//! Observable process values.
//!
//! Reactive signal layer using `tokio::sync::watch` for multi-subscriber
//! notifications. A [`Signal`] is the in-process seam where a hardware
//! abstraction (EPICS channel access, a serial driver, a simulator) would
//! attach: devices read and write signals, and anything else (GUIs, data
//! writers, other devices) subscribes for changes.
//!
//! Writes apply synchronously but report completion through a [`Status`],
//! optionally delayed by a settle time. A pre-amplifier's RC relaxation after
//! a gain change is the motivating case: the new value is in effect at once,
//! but the electronics are not trustworthy until the settle elapses.
//!
//! # Example
//!
//! ```rust,ignore
//! let clock_frequency = Signal::new("clock_frequency", 9.6e6).with_units("Hz");
//!
//! // Subscribe to changes
//! let mut rx = clock_frequency.subscribe();
//! tokio::spawn(async move {
//!     while rx.changed().await.is_ok() {
//!         println!("frequency now {}", *rx.borrow());
//!     }
//! });
//!
//! // Update value (notifies all subscribers)
//! clock_frequency.set(1.0e7)?;
//! ```

use std::fmt::Debug;
use std::sync::Arc;
use std::time::Duration;

use serde::{Deserialize, Serialize};
use tokio::sync::watch;

use crate::error::{BeamlineError, BeamlineResult};
use crate::status::Status;

/// Metadata for a signal.
#[derive(Debug, Clone, Serialize, Deserialize)]
pub struct SignalMetadata {
    /// Signal name (unique within a device).
    pub name: String,
    /// Physical units (e.g. "Hz", "A", "s").
    pub units: Option<String>,
    /// Whether this signal rejects writes.
    pub read_only: bool,
}

/// A thread-safe observable value with change notifications.
///
/// Uses `tokio::sync::watch` internally so subscribers can wait for changes
/// without polling. Cloning a `Signal` shares the underlying channel: writes
/// through any clone are visible to all.
pub struct Signal<T>
where
    T: Clone + Send + Sync + 'static,
{
    /// The watch channel sender (holds the current value).
    sender: watch::Sender<T>,
    metadata: SignalMetadata,
    /// Optional validation function, checked before every write.
    validator: Option<Arc<dyn Fn(&T) -> BeamlineResult<()> + Send + Sync>>,
    /// Default settle time applied to writes.
    settle_time: Duration,
}

impl<T: Clone + Send + Sync + 'static> Debug for Signal<T> {
    fn fmt(&self, f: &mut std::fmt::Formatter<'_>) -> std::fmt::Result {
        f.debug_struct("Signal")
            .field("metadata", &self.metadata)
            .field("has_validator", &self.validator.is_some())
            .field("settle_time", &self.settle_time)
            .finish()
    }
}

impl<T: Clone + Send + Sync + 'static> Clone for Signal<T> {
    fn clone(&self) -> Self {
        Self {
            sender: self.sender.clone(), // shares the same watch channel
            metadata: self.metadata.clone(),
            validator: self.validator.clone(),
            settle_time: self.settle_time,
        }
    }
}

impl<T> Signal<T>
where
    T: Clone + Send + Sync + 'static,
{
    /// Create a new signal with an initial value.
    pub fn new(name: impl Into<String>, initial_value: T) -> Self {
        let (sender, _) = watch::channel(initial_value);
        Self {
            sender,
            metadata: SignalMetadata {
                name: name.into(),
                units: None,
                read_only: false,
            },
            validator: None,
            settle_time: Duration::ZERO,
        }
    }

    /// Add units to this signal.
    pub fn with_units(mut self, units: impl Into<String>) -> Self {
        self.metadata.units = Some(units.into());
        self
    }

    /// Apply a default settle time to every write.
    pub fn with_settle_time(mut self, settle: Duration) -> Self {
        self.settle_time = settle;
        self
    }

    /// Mark this signal as read-only.
    pub fn read_only(mut self) -> Self {
        self.metadata.read_only = true;
        self
    }

    /// Add a custom validator function.
    pub fn with_validator<F>(mut self, validator: F) -> Self
    where
        F: Fn(&T) -> BeamlineResult<()> + Send + Sync + 'static,
    {
        self.validator = Some(Arc::new(validator));
        self
    }

    /// Get the current value (clone).
    pub fn get(&self) -> T {
        self.sender.borrow().clone()
    }

    /// Get the signal name.
    pub fn name(&self) -> &str {
        &self.metadata.name
    }

    /// Get the metadata.
    pub fn metadata(&self) -> &SignalMetadata {
        &self.metadata
    }

    /// Write a new value, notifying all subscribers.
    ///
    /// The value is applied synchronously; the returned [`Status`] completes
    /// once the signal's default settle time has elapsed (immediately if no
    /// settle time is configured).
    ///
    /// Returns an error if the signal is read-only or validation fails.
    pub fn set(&self, value: T) -> BeamlineResult<Status> {
        self.set_with_settle(value, self.settle_time)
    }

    /// Write a new value with an explicit settle time.
    ///
    /// Used where the settle depends on the value being written (gain
    /// changes); otherwise identical to [`Signal::set`].
    pub fn set_with_settle(&self, value: T, settle: Duration) -> BeamlineResult<Status> {
        if self.metadata.read_only {
            return Err(BeamlineError::SignalReadOnly(self.metadata.name.clone()));
        }
        if let Some(validator) = &self.validator {
            validator(&value)?;
        }
        self.sender.send_replace(value);
        Ok(Status::after(settle))
    }

    /// Write a new value bypassing validation (internal use).
    pub(crate) fn set_unchecked(&self, value: T) {
        self.sender.send_replace(value);
    }

    /// Subscribe to value changes.
    ///
    /// ```rust,ignore
    /// let mut rx = signal.subscribe();
    /// while rx.changed().await.is_ok() {
    ///     let value = rx.borrow().clone();
    ///     // Handle new value
    /// }
    /// ```
    pub fn subscribe(&self) -> watch::Receiver<T> {
        self.sender.subscribe()
    }

    /// Check if there are any active subscribers.
    pub fn has_subscribers(&self) -> bool {
        self.sender.receiver_count() > 0
    }
}

impl<T> Signal<T>
where
    T: Clone + Send + Sync + PartialOrd + Debug + 'static,
{
    /// Add min/max range validation (inclusive bounds).
    pub fn with_range(mut self, min: T, max: T) -> Self {
        let name = self.metadata.name.clone();
        self.validator = Some(Arc::new(move |value: &T| {
            if value < &min || value > &max {
                Err(BeamlineError::SignalInvalidValue {
                    signal: name.clone(),
                    message: format!("{value:?} out of range [{min:?}, {max:?}]"),
                })
            } else {
                Ok(())
            }
        }));
        self
    }
}

#[cfg(test)]
mod tests {
    use super::*;

    #[test]
    fn test_signal_basic() {
        let sig = Signal::new("test", 42);
        assert_eq!(sig.get(), 42);
        assert_eq!(sig.name(), "test");

        let st = sig.set(100).expect("writable signal");
        assert!(st.is_done());
        assert_eq!(sig.get(), 100);
    }

    #[test]
    fn test_signal_with_metadata() {
        let sig = Signal::new("clock_frequency", 9.6e6).with_units("Hz");
        assert_eq!(sig.metadata().units.as_deref(), Some("Hz"));
    }

    #[test]
    fn test_signal_range_validation() {
        let sig = Signal::new("preset_time", 1.0).with_range(0.0, 100.0);

        assert!(sig.set(50.0).is_ok());
        assert!(sig.set(-1.0).is_err());
        assert!(sig.set(150.0).is_err());
        assert_eq!(sig.get(), 50.0);
    }

    #[test]
    fn test_signal_read_only() {
        let sig = Signal::new("model", "SR-570".to_string()).read_only();

        let err = sig.set("other".to_string()).expect_err("read-only");
        assert!(matches!(err, BeamlineError::SignalReadOnly(_)));
        assert_eq!(sig.get(), "SR-570");
    }

    #[test]
    fn test_signal_clone_shares_channel() {
        let sig = Signal::new("value", 0);
        let copy = sig.clone();
        copy.set(7).expect("writable signal");
        assert_eq!(sig.get(), 7);
    }

    #[tokio::test]
    async fn test_signal_subscription() {
        let sig = Signal::new("value", 0);
        let mut rx = sig.subscribe();

        assert_eq!(*rx.borrow(), 0);

        sig.set(42).expect("writable signal");
        rx.changed().await.expect("sender alive");
        assert_eq!(*rx.borrow(), 42);
    }

    #[tokio::test(start_paused = true)]
    async fn test_signal_settle_time() {
        let sig = Signal::new("sens_num", 3usize).with_settle_time(Duration::from_millis(500));

        let st = sig.set(4).expect("writable signal");
        // Value applies at once; completion waits on the settle timer.
        assert_eq!(sig.get(), 4);
        assert!(!st.is_done());
        st.wait().await;
        assert!(st.is_done());
    }
}
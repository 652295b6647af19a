//! Beamline control glue for triggered ion-chamber measurements.
//!
//! This library provides the coordination layer between configuration and
//! counting hardware at a synchrotron beamline: a queryable registry of
//! instantiated devices, and the gain/trigger plumbing for ion chambers
//! counting on a shared multi-channel scaler through SRS-570-style
//! pre-amplifiers.
//!
//! Typical use: load a [`config::BeamlineConfig`], build the device tree with
//! [`load::load_instrument`], then look devices up by name or label through
//! the [`registry::InstrumentRegistry`].

pub mod config;
pub mod error;
pub mod ion_chamber;
pub mod load;
pub mod preamp;
pub mod registry;
pub mod scaler;
pub mod signal;
pub mod status;

pub use config::BeamlineConfig;
pub use error::{BeamlineError, BeamlineResult};
pub use ion_chamber::IonChamber;
pub use load::load_instrument;
pub use preamp::{GainConfig, GainMode, PreAmplifier};
pub use registry::{Component, InstrumentRegistry, Query};
pub use scaler::{Scaler, TriggerCoordinator};
pub use signal::Signal;
pub use status::Status;
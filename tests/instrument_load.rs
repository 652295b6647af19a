//! End-to-end test: configuration file to triggered readings.

use std::io::Write;
use std::sync::Arc;

use beamline_daq::preamp::{SENSITIVITY_UNITS, SENSITIVITY_VALUES};
use beamline_daq::{
    load_instrument, BeamlineConfig, BeamlineError, InstrumentRegistry, IonChamber, Query, Status,
};

fn write_config() -> tempfile::NamedTempFile {
    let mut file = tempfile::NamedTempFile::new().expect("temp file");
    writeln!(
        file,
        r#"
        [beamline]
        name = "25-ID-C"

        [scaler]
        prefix = "255idcVME:scaler1"
        num_channels = 32
        clock_frequency = 9.6e6
        preset_time = "1s"

        [[ion_chambers]]
        name = "I0"
        channel = 2

        [[ion_chambers]]
        name = "It"
        channel = 3
        "#
    )
    .expect("write config");
    file
}

fn load_beamline() -> (InstrumentRegistry, Vec<Arc<IonChamber>>) {
    let _ = env_logger::builder().is_test(true).try_init();
    let file = write_config();
    let config = BeamlineConfig::from_path(file.path()).expect("load config");
    let mut registry = InstrumentRegistry::new();
    let chambers = load_instrument(&config, &mut registry).expect("load instrument");
    (registry, chambers)
}

#[tokio::test]
async fn gain_walk_and_overflow() {
    let (registry, _chambers) = load_beamline();
    let i0 = registry
        .find_as::<IonChamber>(&Query::name("I0"))
        .expect("I0 registered");

    i0.preamp.set_gain_level(13).expect("in range");

    // Walk up three levels, checking the decomposed value/unit at each step.
    for (expected_level, value, unit) in [(14, "50", "nA/V"), (15, "100", "nA/V"), (16, "200", "nA/V")] {
        i0.increase_gain().expect("in range");
        assert_eq!(i0.preamp.gain_level(), expected_level);
        assert_eq!(
            SENSITIVITY_VALUES[i0.preamp.sensitivity_value.get()],
            value
        );
        assert_eq!(SENSITIVITY_UNITS[i0.preamp.sensitivity_unit.get()], unit);
    }

    // At the top of the range a further increase overflows without writing.
    i0.preamp.set_gain_level(27).expect("at gain_max");
    let err = i0.increase_gain().expect_err("beyond gain_max");
    match err {
        BeamlineError::GainOverflow {
            device,
            requested,
            gain_min,
            gain_max,
        } => {
            assert_eq!(device, "I0");
            assert_eq!(requested, 28);
            assert_eq!((gain_min, gain_max), (0, 27));
        }
        other => panic!("unexpected error: {other}"),
    }
    assert_eq!(i0.preamp.gain_level(), 27);
}

#[tokio::test(start_paused = true)]
async fn shared_trigger_is_idempotent() {
    let (registry, chambers) = load_beamline();
    let i0 = registry
        .find_as::<IonChamber>(&Query::name("I0"))
        .expect("I0 registered");
    let it = registry
        .find_as::<IonChamber>(&Query::name("It"))
        .expect("It registered");

    let first = i0.trigger();
    let joined = it.trigger();
    assert!(Status::same(&first, &joined));
    assert!(i0.scaler().is_counting());

    first.wait().await;
    assert!(!i0.scaler().is_counting());

    // The finished acquisition left clock ticks for the time base.
    let clock = chambers[0].scaler().channel(0).expect("clock channel");
    assert_eq!(clock.raw_count.get(), 9_600_000);
    assert_eq!(i0.acquisition_time(), 1.0);

    // The next trigger starts a fresh acquisition.
    let fresh = i0.trigger();
    assert!(!Status::same(&first, &fresh));
    fresh.wait().await;
}

#[tokio::test]
async fn registry_queries_cover_device_tree() {
    let (registry, _chambers) = load_beamline();

    // Scaler, two chambers, two preamps.
    assert_eq!(registry.len(), 5);
    let detectors = registry
        .findall(&Query::label("detectors"))
        .expect("label query");
    assert_eq!(detectors.len(), 2);

    // A singular find over a plural label is an error.
    let err = registry
        .find(&Query::label("ion_chambers"))
        .err()
        .expect("two matches");
    assert!(matches!(err, BeamlineError::MultipleComponentsFound { count: 2, .. }));

    // Free-text lookup matches names and labels alike.
    assert_eq!(registry.findall(&Query::any("I0")).expect("any query").len(), 1);
}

•••

### Exercise directions
What are the lines above, starting at the one with "being written (gain" and ending at the one with "use super::*;"? Give them again exactly, and only them.

### Answer to the problem
    /// Used where the settle depends on the value being written (gain
    /// changes); otherwise identical to [`Signal::set`].
    pub fn set_with_settle(&self, value: T, settle: Duration) -> BeamlineResult<Status> {
        if self.metadata.read_only {
            return Err(BeamlineError::SignalReadOnly(self.metadata.name.clone()));
        }
        if let Some(validator) = &self.validator {
            validator(&value)?;
        }
        self.sender.send_replace(value);
        Ok(Status::after(settle))
    }

    /// Write a new value bypassing validation (internal use).
    pub(crate) fn set_unchecked(&self, value: T) {
        self.sender.send_replace(value);
    }

    /// Subscribe to value changes.
    ///
    /// ```rust,ignore
    /// let mut rx = signal.subscribe();
    /// while rx.changed().await.is_ok() {
    ///     let value = rx.borrow().clone();
    ///     // Handle new value
    /// }
    /// ```
    pub fn subscribe(&self) -> watch::Receiver<T> {
        self.sender.subscribe()
    }

    /// Check if there are any active subscribers.
    pub fn has_subscribers(&self) -> bool {
        self.sender.receiver_count() > 0
    }
}

impl<T> Signal<T>
where
    T: Clone + Send + Sync + PartialOrd + Debug + 'static,
{
    /// Add min/max range validation (inclusive bounds).
    pub fn with_range(mut self, min: T, max: T) -> Self {
        let name = self.metadata.name.clone();
        self.validator = Some(Arc::new(move |value: &T| {
            if value < &min || value > &max {
                Err(BeamlineError::SignalInvalidValue {
                    signal: name.clone(),
                    message: format!("{value:?} out of range [{min:?}, {max:?}]"),
                })
            } else {
                Ok(())
            }
        }));
        self
    }
}

#[cfg(test)]
mod tests {
    use super::*;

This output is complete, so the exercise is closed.